▶ **Goal of the exercise**
Of all the entries below, only the lines from the one with "use electrohub_server::config::Config;" up to and including the one with "to the key-value" are to be duplicated exactly.

▶ **Records provided**
☆ ☆ ☆ ☆ ☆ ☆ ☆

// SPDX-License-Identifier: AGPL-3.0-or-later
//
// Copyright (C) 2026 ElectroHub

use std::sync::Arc;

use jsonwebtoken::DecodingKey;

use crate::catalog::{Catalog, InMemoryCatalog};
use crate::mailer::{Mailer, NullMailer};
use crate::store::{Counters, InMemoryStore, SetStore};
use crate::wishlist::SavedItemsService;

/// Token verification configuration.
///
/// `decoding_key` present means production mode (HS256 verification);
/// absent means development mode (structure-only decoding).
#[derive(Clone, Default)]
pub struct AuthConfig {
    pub decoding_key: Option<DecodingKey>,
    pub issuer: Option<String>,
}

/// Shared application state.
///
/// Capabilities are injected as trait objects, constructed once at process
/// start and shared by reference - there is no lazy global client.
#[derive(Clone)]
pub struct AppState {
    pub saved_items: SavedItemsService,
    pub store: Arc<dyn SetStore>,
    pub counters: Arc<dyn Counters>,
    pub catalog: Arc<dyn Catalog>,
    pub mailer: Arc<dyn Mailer>,
    pub auth: AuthConfig,
    /// Contact-seller messages allowed per user, per item, per day.
    pub contact_daily_limit: i64,
}

impl AppState {
    pub fn new(
        store: Arc<dyn SetStore>,
        counters: Arc<dyn Counters>,
        catalog: Arc<dyn Catalog>,
        mailer: Arc<dyn Mailer>,
    ) -> Self {
        Self {
            saved_items: SavedItemsService::new(store.clone()),
            store,
            counters,
            catalog,
            mailer,
            auth: AuthConfig::default(),
            contact_daily_limit: 5,
        }
    }

    pub fn with_auth(mut self, auth: AuthConfig) -> Self {
        self.auth = auth;
        self
    }

    pub fn with_contact_daily_limit(mut self, limit: i64) -> Self {
        self.contact_daily_limit = limit;
        self
    }
}

/// In-memory wiring, used by tests and local development.
impl Default for AppState {
    fn default() -> Self {
        let store = Arc::new(InMemoryStore::new());
        Self::new(
            store.clone(),
            store,
            Arc::new(InMemoryCatalog::new()),
            Arc::new(NullMailer),
        )
    }
}
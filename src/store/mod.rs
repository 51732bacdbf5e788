// SPDX-License-Identifier: AGPL-3.0-or-later
//
// Copyright (C) 2026 ElectroHub

//! # Key-Value Set Store Capability
//!
//! The wishlist keeps its membership truth in a shared, networked set store
//! (Redis in production). The service consumes it through the minimal
//! capability traits below rather than a concrete client, so handlers and
//! tests share one wiring:
//!
//! - [`SetStore`] - per-key set operations with expiration, used by the
//!   saved-items service.
//! - [`Counters`] - plain counter operations, used by the contact-seller
//!   rate limit and other windowed counters.
//!
//! Every operation is a single round trip. There is no retry or local
//! buffering here: if the store cannot be reached the operation fails with
//! [`StoreError::Unavailable`] and the caller decides what to surface. A
//! read failure is never reported as an empty result.

use std::collections::HashSet;

use async_trait::async_trait;
use thiserror::Error;

pub mod memory;
pub mod redis;

pub use memory::InMemoryStore;
pub use redis::RedisStore;

/// Failure raised by the backing key-value store.
#[derive(Debug, Error)]
pub enum StoreError {
    /// The store cannot be reached or the round trip failed.
    #[error("key-value store unavailable: {0}")]
    Unavailable(String),
}

/// Per-key set operations with expiration.
///
/// Each primitive must be atomic with respect to concurrent callers on the
/// same key; the backing store provides that guarantee, not this layer.
#[async_trait]
pub trait SetStore: Send + Sync {
    /// Add `member` to the set at `key`. Returns the number of members
    /// newly added (0 or 1).
    async fn sadd(&self, key: &str, member: i64) -> Result<u64, StoreError>;

    /// Remove `member` from the set at `key`. Returns the number of members
    /// removed (0 or 1).
    async fn srem(&self, key: &str, member: i64) -> Result<u64, StoreError>;

    /// Full membership of the set at `key`. Empty set if the key is absent.
    async fn smembers(&self, key: &str) -> Result<HashSet<i64>, StoreError>;

    /// Whether `member` is in the set at `key`.
    async fn sismember(&self, key: &str, member: i64) -> Result<bool, StoreError>;

    /// Cardinality of the set at `key`. 0 if the key is absent.
    async fn scard(&self, key: &str) -> Result<u64, StoreError>;

    /// Arm a TTL on `key`. Returns whether a timeout was set.
    async fn expire(&self, key: &str, seconds: i64) -> Result<bool, StoreError>;

    /// Delete `key`. Returns the number of keys removed (0 or 1).
    async fn del(&self, key: &str) -> Result<u64, StoreError>;

    /// Round-trip reachability probe, used by readiness checks.
    async fn ping(&self) -> Result<(), StoreError>;
}

/// Windowed counter operations.
#[async_trait]
pub trait Counters: Send + Sync {
    /// Increment the integer at `key` by one, creating it at 1 if absent.
    /// Returns the post-increment value.
    async fn incr(&self, key: &str) -> Result<i64, StoreError>;

    /// Arm a TTL on `key`. Returns whether a timeout was set.
    async fn expire(&self, key: &str, seconds: i64) -> Result<bool, StoreError>;
}
// SPDX-License-Identifier: AGPL-3.0-or-later
//
// Copyright (C) 2026 ElectroHub

use std::sync::Arc;

use jsonwebtoken::DecodingKey;
use sea_orm::Database;
use tokio::net::TcpListener;
use tracing::{info, warn};
use tracing_subscriber::EnvFilter;

use electrohub_server::api::router;
use electrohub_server::catalog::DbCatalog;
use electrohub_server::config::Config;
use electrohub_server::mailer::{HttpMailer, Mailer, NullMailer};
use electrohub_server::state::{AppState, AuthConfig};
use electrohub_server::store::{redis, RedisStore};

#[tokio::main]
async fn main() {
    dotenvy::dotenv().ok();
    init_tracing();

    let config = Config::from_env();

    let connection = redis::connect(&config.redis_url)
        .await
        .expect("Failed to connect to the key-value store");
    let store = Arc::new(RedisStore::new(connection));

    let db = Database::connect(&config.database_url)
        .await
        .expect("Failed to connect to the catalog database");
    let catalog = Arc::new(DbCatalog::new(db));

    let mailer: Arc<dyn Mailer> = match config.mail_relay_url {
        Some(ref url) => Arc::new(HttpMailer::new(url.clone())),
        None => {
            warn!("MAIL_RELAY_URL not set; contact emails will be dropped");
            Arc::new(NullMailer)
        }
    };

    let auth = AuthConfig {
        decoding_key: config
            .token_secret
            .as_ref()
            .map(|secret| DecodingKey::from_secret(secret.as_bytes())),
        issuer: config.token_issuer.clone(),
    };
    if auth.decoding_key.is_none() {
        warn!("TOKEN_SECRET not set; running with unverified development tokens");
    }

    let state = AppState::new(store.clone(), store, catalog, mailer)
        .with_auth(auth)
        .with_contact_daily_limit(config.contact_daily_limit);

    let app = router(state);

    let addr = format!("{}:{}", config.host, config.port);
    let listener = TcpListener::bind(&addr)
        .await
        .expect("Failed to bind server address");
    info!("ElectroHub saved-items server listening on http://{addr} (docs at /docs)");

    axum::serve(listener, app)
        .with_graceful_shutdown(shutdown_signal())
        .await
        .expect("Server failed");
}

fn init_tracing() {
    let filter = EnvFilter::try_from_default_env()
        .unwrap_or_else(|_| EnvFilter::new("info,tower_http=debug"));

    let json = std::env::var("LOG_FORMAT").is_ok_and(|format| format == "json");
    if json {
        tracing_subscriber::fmt().with_env_filter(filter).json().init();
    } else {
        tracing_subscriber::fmt().with_env_filter(filter).init();
    }
}

async fn shutdown_signal() {
    let ctrl_c = async {
        tokio::signal::ctrl_c()
            .await
            .expect("Failed to install Ctrl+C handler");
    };

    #[cfg(unix)]
    let terminate = async {
        tokio::signal::unix::signal(tokio::signal::unix::SignalKind::terminate())
            .expect("Failed to install SIGTERM handler")
            .recv()
            .await;
    };

    #[cfg(not(unix))]
    let terminate = std::future::pending::<()>();

    tokio::select! {
        () = ctrl_c => info!("received Ctrl+C, shutting down"),
        () = terminate => info!("received SIGTERM, shutting down"),
    }
}
// SPDX-License-Identifier: AGPL-3.0-or-later
//
// Copyright (C) 2026 ElectroHub

//! `marketplace_items` entity: durable listing records plus the
//! denormalized `saves_count` counter.

use sea_orm::entity::prelude::*;

#[derive(Clone, Debug, PartialEq, DeriveEntityModel)]
#[sea_orm(table_name = "marketplace_items")]
pub struct Model {
    #[sea_orm(primary_key)]
    pub item_id: i64,
    pub seller_id: String,
    pub title: String,
    pub price: f64,
    pub city: String,
    pub state: String,
    pub category: String,
    pub is_active: bool,
    pub saves_count: i64,
    pub created_at: DateTimeUtc,
}

#[derive(Copy, Clone, Debug, EnumIter, DeriveRelation)]
pub enum Relation {}

impl ActiveModelBehavior for ActiveModel {}
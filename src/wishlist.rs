// SPDX-License-Identifier: AGPL-3.0-or-later
//
// Copyright (C) 2026 ElectroHub

//! # Saved-Items Service
//!
//! Per-user wishlist membership over the key-value set store. One Redis set
//! per user, keyed `saved:{user_id}`, gives O(1) add/remove/membership/count
//! without a join-heavy relational table. This is derived state, not a
//! system of record: the relational catalog stays authoritative for listing
//! existence; this store is authoritative only for "did this user click
//! save".
//!
//! Sets carry a 30-day TTL so abandoned accounts age out without a cleanup
//! job. The TTL is (re)armed whenever a member is newly added; arming is
//! best-effort - if the EXPIRE round trip fails the entry stands without a
//! refreshed expiration, which is an accepted degraded state rather than an
//! error. There is no cross-key transaction to make it otherwise.
//!
//! The service is stateless and reentrant. Concurrency correctness is
//! delegated to the store's per-key atomicity; no in-process locking and no
//! retries. Store failures propagate as [`StoreError`] - they are never
//! collapsed into `false` or an empty set, which would make "nothing saved"
//! indistinguishable from "store is down".

use std::collections::HashSet;
use std::sync::Arc;

use tracing::warn;

use crate::store::{SetStore, StoreError};

/// Key prefix for per-user saved-item sets.
const SAVED_KEY_PREFIX: &str = "saved:";

/// Wishlist set lifetime: 30 days, enforced by the store.
pub const WISHLIST_TTL_SECS: i64 = 30 * 24 * 60 * 60;

#[derive(Clone)]
pub struct SavedItemsService {
    store: Arc<dyn SetStore>,
}

impl SavedItemsService {
    pub fn new(store: Arc<dyn SetStore>) -> Self {
        Self { store }
    }

    fn key(user_id: &str) -> String {
        format!("{SAVED_KEY_PREFIX}{user_id}")
    }

    /// Add `item_id` to the user's saved set.
    ///
    /// Returns `true` if the item was newly added, `false` if it was already
    /// present (a no-op, not an error). Callers are expected to have checked
    /// that the item references an active listing; membership itself has no
    /// catalog dependency.
    pub async fn save(&self, user_id: &str, item_id: i64) -> Result<bool, StoreError> {
        let key = Self::key(user_id);
        let added = self.store.sadd(&key, item_id).await?;
        if added == 0 {
            return Ok(false);
        }

        // Second round trip, best-effort: a failed EXPIRE leaves the entry
        // without a refreshed TTL until the next save or an explicit unsave.
        if let Err(err) = self.store.expire(&key, WISHLIST_TTL_SECS).await {
            warn!(user_id, item_id, error = %err, "failed to arm wishlist expiration");
        }
        Ok(true)
    }

    /// Remove `item_id` from the user's saved set.
    ///
    /// Returns `true` if a member was removed, `false` if it was not saved.
    pub async fn unsave(&self, user_id: &str, item_id: i64) -> Result<bool, StoreError> {
        let removed = self.store.srem(&Self::key(user_id), item_id).await?;
        Ok(removed > 0)
    }

    /// Pure membership test; no side effects, no expiration refresh.
    pub async fn is_saved(&self, user_id: &str, item_id: i64) -> Result<bool, StoreError> {
        self.store.sismember(&Self::key(user_id), item_id).await
    }

    /// Full current membership, unordered. Ordering and pagination belong to
    /// the caller, joining these ids against the catalog.
    pub async fn list_saved(&self, user_id: &str) -> Result<HashSet<i64>, StoreError> {
        self.store.smembers(&Self::key(user_id)).await
    }

    /// Current set cardinality; O(1) against the backing store.
    pub async fn count_saved(&self, user_id: &str) -> Result<u64, StoreError> {
        self.store.scard(&Self::key(user_id)).await
    }

    /// Remove the entire set. Returns whether a set existed to remove.
    pub async fn clear_saved(&self, user_id: &str) -> Result<bool, StoreError> {
        let deleted = self.store.del(&Self::key(user_id)).await?;
        Ok(deleted > 0)
    }
}
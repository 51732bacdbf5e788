// SPDX-License-Identifier: AGPL-3.0-or-later
//
// Copyright (C) 2026 ElectroHub

use axum::{extract::State, http::StatusCode, Json};
use serde::Serialize;
use utoipa::ToSchema;

use crate::state::AppState;

/// Health check response with individual component status.
#[derive(Debug, Serialize, ToSchema)]
pub struct ReadyResponse {
    /// Overall health status ("ok" or "degraded").
    pub status: String,
    /// Individual health checks and their results.
    pub checks: HealthChecks,
}

/// Individual health check results.
#[derive(Debug, Serialize, ToSchema)]
pub struct HealthChecks {
    /// Whether the service process is running.
    pub service: String,
    /// Key-value set store reachability.
    pub store: String,
    /// Relational catalog reachability.
    pub catalog: String,
}

/// Simple health check response for liveness probes.
#[derive(Debug, Serialize, ToSchema)]
pub struct HealthResponse {
    pub status: String,
}

/// Health check endpoint handler.
///
/// Returns 200 if all checks pass, 503 if any dependency is unreachable.
#[utoipa::path(
    get,
    path = "/health",
    tag = "Health",
    responses(
        (status = 200, description = "Service is healthy", body = ReadyResponse),
        (status = 503, description = "Service is unhealthy", body = ReadyResponse)
    )
)]
pub async fn health(State(state): State<AppState>) -> (StatusCode, Json<ReadyResponse>) {
    let store = match state.store.ping().await {
        Ok(()) => "ok",
        Err(_) => "unavailable",
    };
    let catalog = match state.catalog.ping().await {
        Ok(()) => "ok",
        Err(_) => "unavailable",
    };

    let all_ok = store == "ok" && catalog == "ok";

    let response = ReadyResponse {
        status: if all_ok { "ok" } else { "degraded" }.to_string(),
        checks: HealthChecks {
            service: "ok".to_string(),
            store: store.to_string(),
            catalog: catalog.to_string(),
        },
    };

    let status = if all_ok {
        StatusCode::OK
    } else {
        StatusCode::SERVICE_UNAVAILABLE
    };

    (status, Json(response))
}

/// Liveness probe handler.
///
/// Always returns 200 if the process is running.
/// Does not check dependencies - use readiness for that.
#[utoipa::path(
    get,
    path = "/health/live",
    tag = "Health",
    responses(
        (status = 200, description = "Service is alive", body = HealthResponse)
    )
)]
pub async fn liveness() -> Json<HealthResponse> {
    Json(HealthResponse {
        status: "ok".to_string(),
    })
}

/// Readiness probe handler.
#[utoipa::path(
    get,
    path = "/health/ready",
    tag = "Health",
    responses(
        (status = 200, description = "Service is ready", body = ReadyResponse),
        (status = 503, description = "Service is not ready", body = ReadyResponse)
    )
)]
pub async fn readiness(state: State<AppState>) -> (StatusCode, Json<ReadyResponse>) {
    health(state).await
}
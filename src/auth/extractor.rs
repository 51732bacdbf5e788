// SPDX-License-Identifier: AGPL-3.0-or-later
//
// Copyright (C) 2026 ElectroHub

//! Axum extractor for authenticated users.
//!
//! Use the `Auth` extractor in handlers to require authentication:
//!
//! ```rust,ignore
//! async fn my_handler(Auth(user): Auth) -> impl IntoResponse {
//!     // user is AuthenticatedUser
//! }
//! ```

use axum::{
    extract::FromRequestParts,
    http::{header::AUTHORIZATION, request::Parts},
};
use jsonwebtoken::{decode, Algorithm, Validation};

use super::{claims::Claims, AuthError, AuthenticatedUser};
use crate::state::{AppState, AuthConfig};

/// Clock skew tolerance (60 seconds).
const CLOCK_SKEW_LEEWAY: u64 = 60;

/// Extractor for authenticated users.
///
/// Validates the JWT from the Authorization header and resolves the
/// caller's identity.
///
/// ## Authentication Modes
///
/// - **Production mode** (`TOKEN_SECRET` set): full HS256 signature
///   verification plus expiry and optional issuer checks
/// - **Development mode** (no secret): structure validation only
pub struct Auth(pub AuthenticatedUser);

impl FromRequestParts<AppState> for Auth {
    type Rejection = AuthError;

    async fn from_request_parts(
        parts: &mut Parts,
        state: &AppState,
    ) -> Result<Self, Self::Rejection> {
        let auth_header = parts
            .headers
            .get(AUTHORIZATION)
            .ok_or(AuthError::MissingAuthHeader)?
            .to_str()
            .map_err(|_| AuthError::InvalidAuthHeader)?;

        let token = auth_header
            .strip_prefix("Bearer ")
            .ok_or(AuthError::InvalidAuthHeader)?;

        let user = verify_token(token, &state.auth)?;
        Ok(Auth(user))
    }
}

/// Verify a session token and extract the caller.
fn verify_token(token: &str, auth: &AuthConfig) -> Result<AuthenticatedUser, AuthError> {
    if let Some(ref key) = auth.decoding_key {
        verify_token_signed(token, key, auth.issuer.as_deref())
    } else {
        verify_token_development(token)
    }
}

fn verify_token_signed(
    token: &str,
    key: &jsonwebtoken::DecodingKey,
    issuer: Option<&str>,
) -> Result<AuthenticatedUser, AuthError> {
    let mut validation = Validation::new(Algorithm::HS256);
    validation.leeway = CLOCK_SKEW_LEEWAY;
    validation.validate_aud = false;
    if let Some(issuer) = issuer {
        validation.set_issuer(&[issuer]);
    }

    let token_data = decode::<Claims>(token, key, &validation).map_err(|e| match e.kind() {
        jsonwebtoken::errors::ErrorKind::ExpiredSignature => AuthError::TokenExpired,
        jsonwebtoken::errors::ErrorKind::InvalidSignature => AuthError::InvalidSignature,
        jsonwebtoken::errors::ErrorKind::InvalidIssuer => AuthError::InvalidIssuer,
        jsonwebtoken::errors::ErrorKind::ImmatureSignature => AuthError::TokenNotYetValid,
        _ => AuthError::MalformedToken,
    })?;

    Ok(AuthenticatedUser::from(token_data.claims))
}

/// Development verification (no signature check).
///
/// WARNING: only reachable when no `TOKEN_SECRET` is configured.
fn verify_token_development(token: &str) -> Result<AuthenticatedUser, AuthError> {
    let token_data = jsonwebtoken::dangerous::insecure_decode::<Claims>(token)
        .map_err(|_| AuthError::MalformedToken)?;

    let claims = token_data.claims;

    let now = std::time::SystemTime::now()
        .duration_since(std::time::UNIX_EPOCH)
        .unwrap_or_default()
        .as_secs() as i64;

    if claims.exp > 0 && claims.exp < now - CLOCK_SKEW_LEEWAY as i64 {
        return Err(AuthError::TokenExpired);
    }

    Ok(AuthenticatedUser::from(claims))
}

#[cfg(test)]
mod tests {
    use super::*;
    use crate::state::AppState;
    use axum::http::Request;

    /// Helper to create an unsigned JWT (development mode only checks
    /// structure, so the signature segment can be anything).
    fn create_test_jwt(user_id: &str) -> String {
        use base64::{engine::general_purpose::URL_SAFE_NO_PAD, Engine};

        let header = r#"{"alg":"HS256","typ":"JWT"}"#;
        let claims = format!(
            r#"{{"sub":"{}","iat":1609459200,"exp":9999999999,"iss":"electrohub","sid":"sess_123"}}"#,
            user_id
        );

        let header_b64 = URL_SAFE_NO_PAD.encode(header.as_bytes());
        let claims_b64 = URL_SAFE_NO_PAD.encode(claims.as_bytes());

        format!("{}.{}.fake_signature", header_b64, claims_b64)
    }

    #[tokio::test]
    async fn auth_extractor_requires_auth_header() {
        let state = AppState::default();
        let mut parts = Request::builder()
            .uri("/test")
            .body(())
            .unwrap()
            .into_parts()
            .0;

        let result = Auth::from_request_parts(&mut parts, &state).await;
        assert!(matches!(result, Err(AuthError::MissingAuthHeader)));
    }

    #[tokio::test]
    async fn auth_extractor_rejects_non_bearer_scheme() {
        let state = AppState::default();
        let mut parts = Request::builder()
            .uri("/test")
            .header("Authorization", "Basic dXNlcjpwYXNz")
            .body(())
            .unwrap()
            .into_parts()
            .0;

        let result = Auth::from_request_parts(&mut parts, &state).await;
        assert!(matches!(result, Err(AuthError::InvalidAuthHeader)));
    }

    #[tokio::test]
    async fn auth_extractor_resolves_user_in_dev_mode() {
        let state = AppState::default();
        let token = create_test_jwt("user_123");
        let mut parts = Request::builder()
            .uri("/test")
            .header("Authorization", format!("Bearer {}", token))
            .body(())
            .unwrap()
            .into_parts()
            .0;

        let result = Auth::from_request_parts(&mut parts, &state).await;
        let Auth(user) = result.expect("token accepted");
        assert_eq!(user.user_id, "user_123");
        assert_eq!(user.session_id.as_deref(), Some("sess_123"));
    }

    #[tokio::test]
    async fn dev_mode_still_rejects_expired_tokens() {
        use base64::{engine::general_purpose::URL_SAFE_NO_PAD, Engine};

        let header_b64 = URL_SAFE_NO_PAD.encode(br#"{"alg":"HS256","typ":"JWT"}"#);
        let claims_b64 = URL_SAFE_NO_PAD
            .encode(br#"{"sub":"user_123","iat":1609459200,"exp":1609459201,"iss":"electrohub"}"#);
        let token = format!("{}.{}.sig", header_b64, claims_b64);

        let result = verify_token_development(&token);
        assert!(matches!(result, Err(AuthError::TokenExpired)));
    }

    #[test]
    fn signed_mode_rejects_bad_signature() {
        use jsonwebtoken::{encode, DecodingKey, EncodingKey, Header};

        let claims = serde_json::json!({
            "sub": "user_123",
            "iat": 1609459200,
            "exp": 9999999999_i64,
            "iss": "electrohub",
        });
        let token = encode(
            &Header::new(Algorithm::HS256),
            &claims,
            &EncodingKey::from_secret(b"some-other-secret"),
        )
        .unwrap();

        let key = DecodingKey::from_secret(b"the-real-secret");
        let result = verify_token_signed(&token, &key, None);
        assert!(matches!(result, Err(AuthError::InvalidSignature)));
    }

    #[test]
    fn signed_mode_accepts_valid_token_and_checks_issuer() {
        use jsonwebtoken::{encode, DecodingKey, EncodingKey, Header};

        let claims = serde_json::json!({
            "sub": "user_456",
            "iat": 1609459200,
            "exp": 9999999999_i64,
            "iss": "electrohub",
        });
        let token = encode(
            &Header::new(Algorithm::HS256),
            &claims,
            &EncodingKey::from_secret(b"shared-secret"),
        )
        .unwrap();

        let key = DecodingKey::from_secret(b"shared-secret");
        let user = verify_token_signed(&token, &key, Some("electrohub")).expect("valid token");
        assert_eq!(user.user_id, "user_456");

        let result = verify_token_signed(&token, &key, Some("someone-else"));
        assert!(matches!(result, Err(AuthError::InvalidIssuer)));
    }
}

☆ ☆ ☆ ☆ ☆ ☆ ☆

▶ **Output for this task**
use electrohub_server::config::Config;
use electrohub_server::mailer::{HttpMailer, Mailer, NullMailer};
use electrohub_server::state::{AppState, AuthConfig};
use electrohub_server::store::{redis, RedisStore};

#[tokio::main]
async fn main() {
    dotenvy::dotenv().ok();
    init_tracing();

    let config = Config::from_env();

    let connection = redis::connect(&config.redis_url)
        .await
        .expect("Failed to connect to the key-value store");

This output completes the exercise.